The judge who chose not to judge
You should think of us as Christ’s servants, who have been put in charge of God’s secret truths. The one thing required of such servants is that they be faithful to their master. Now, I am not at all concerned about being judged by you or by any human standard; I don’t even pass judgment on myself. My conscience is clear, but that does not prove that I am really innocent. The Lord is the one who passes judgment on me. (verses 1-4)
Read 1 Corinthians 4:1-7
It hurts when people judge us. Because when someone judges us, it is almost invariably a negative assessment of our worth. They find fault with us, put us down. Who gave them the right? They don’t even know us that well.
Which is sometimes a good thing! If they knew us as well as God knows us, they could really go to town on us! Because God knows everything there is to know about us. Every last detail. Imagine what our critics would say if they had that kind of inside knowledge.
Isn’t it a good thing that people don’t have that kind of knowledge? God is the only one who knows us that well; he is the only one who can judge us. But, because we are in Christ, he refuses to do it. He knows us intimately and still loves us.

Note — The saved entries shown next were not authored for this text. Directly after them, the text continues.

use chrono::{DateTime, Utc};

use crate::domain::{
    chat_store::ChatStore, errors::ChatError, typing::TypingRow, user::PresenceRow,
};

use super::contracts::{map_source_error, ChatBackend};

const PRESENCE_WRITE_FAILED: &str = "CHAT_PRESENCE_WRITE_FAILED";
const TYPING_WRITE_FAILED: &str = "CHAT_TYPING_WRITE_FAILED";

/// Publishes the current user's own online state.
pub fn update_presence(
    store: &mut ChatStore,
    backend: &dyn ChatBackend,
    is_online: bool,
    now: DateTime<Utc>,
) -> Result<(), ChatError> {
    let row = PresenceRow {
        user_id: store.current_user_id()?.to_owned(),
        is_online,
        last_seen: now,
    };

    backend.upsert_presence(&row).map_err(|error| {
        tracing::warn!(
            code = PRESENCE_WRITE_FAILED,
            user_id = %row.user_id,
            is_online,
            error = %error,
            "presence write failed"
        );
        map_source_error(error)
    })?;

    store.apply_presence(&row);
    Ok(())
}

/// Publishes queued local typing transitions. Typing is best effort: failures
/// are logged and the signal is dropped. Returns how many rows were written.
pub fn flush_typing(store: &mut ChatStore, backend: &dyn ChatBackend, now: DateTime<Utc>) -> usize {
    let signals = store.take_typing_signals();
    let Ok(user_id) = store.current_user_id() else {
        return 0;
    };

    let mut written = 0;
    for signal in signals {
        let row = TypingRow {
            user_id: user_id.to_owned(),
            channel_id: signal.channel_id,
            is_typing: signal.is_typing,
            updated_at: now,
        };

        match backend.upsert_typing(&row) {
            Ok(()) => written += 1,
            Err(error) => tracing::warn!(
                code = TYPING_WRITE_FAILED,
                channel_id = %row.channel_id,
                is_typing = row.is_typing,
                error = %error,
                "typing signal dropped"
            ),
        }
    }

    written
}

#[cfg(test)]
mod tests {
    use std::{
        io,
        sync::{Arc, Mutex},
    };

    use super::*;
    use crate::{
        domain::{message::fixtures::at, user::User},
        infra::stubs::StubChatBackend,
        usecases::contracts::BackendError,
    };

    fn store() -> ChatStore {
        let mut store = ChatStore::default();
        store.set_current_user(Some(User::new("alice", "Alice")));
        store
    }

    #[test]
    fn presence_write_marks_user_online_locally() {
        let mut store = store();
        let backend = StubChatBackend::default();

        update_presence(&mut store, &backend, true, at(0)).expect("presence should be written");

        assert!(store.presence().is_online("alice"));
        assert_eq!(backend.calls(), vec!["upsert_presence:alice:true"]);
    }

    #[test]
    fn failed_presence_write_is_reported() {
        let mut store = store();
        let backend = StubChatBackend::default();
        backend.fail_writes(BackendError::Unavailable);

        let result = update_presence(&mut store, &backend, true, at(0));

        assert_eq!(result, Err(ChatError::TemporarilyUnavailable));
        assert!(!store.presence().is_online("alice"));
    }

    #[test]
    fn typing_burst_publishes_start_then_trailing_stop() {
        let mut store = store();
        let backend = StubChatBackend::default();

        store.note_input("c1", at(0));
        store.note_input("c1", at(1));
        assert_eq!(flush_typing(&mut store, &backend, at(1)), 1);

        store.tick(at(2));
        assert_eq!(flush_typing(&mut store, &backend, at(2)), 0);

        store.tick(at(3));
        assert_eq!(flush_typing(&mut store, &backend, at(3)), 1);

        let published: Vec<bool> = backend.typing_rows().iter().map(|row| row.is_typing).collect();
        assert_eq!(published, vec![true, false]);
        assert!(backend.typing_rows().iter().all(|row| row.user_id == "alice"));
    }

    #[derive(Clone, Default)]
    struct CapturedLog(Arc<Mutex<Vec<u8>>>);

    impl io::Write for CapturedLog {
        fn write(&mut self, buf: &[u8]) -> io::Result<usize> {
            self.0.lock().expect("log lock").extend_from_slice(buf);
            Ok(buf.len())
        }

        fn flush(&mut self) -> io::Result<()> {
            Ok(())
        }
    }

    #[test]
    fn failed_typing_writes_are_dropped_with_a_warning() {
        let mut store = store();
        let backend = StubChatBackend::default();
        backend.fail_writes(BackendError::Unavailable);
        store.note_input("c1", at(0));
        let log = CapturedLog::default();
        let writer = log.clone();
        let subscriber = tracing_subscriber::fmt()
            .with_writer(move || writer.clone())
            .with_ansi(false)
            .with_max_level(tracing::Level::WARN)
            .finish();

        let written = tracing::subscriber::with_default(subscriber, || {
            flush_typing(&mut store, &backend, at(0))
        });

        assert_eq!(written, 0);
        assert!(store.take_typing_signals().is_empty());
        assert_eq!(store.error(), None);
        let output = String::from_utf8(log.0.lock().expect("log lock").clone())
            .expect("log output is utf-8");
        assert!(output.contains("WARN"));
        assert!(output.contains(TYPING_WRITE_FAILED));
    }
}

He accepts us as we are, loves us, and begins to change us into being what he has made us in Jesus: his new creation.
So it is not our task to judge each other. Rather, we are to see ourselves, and each other, as being at the foot of the cross. In God’s love.
Father, I thank you that you could judge me but, for Jesus’ sake, do not. Please help me to be more like you in the way I look at those around me. Amen.
by Bob Turnbull, in ‘New Strength for each Day’ (LCA, Openbook, 1998)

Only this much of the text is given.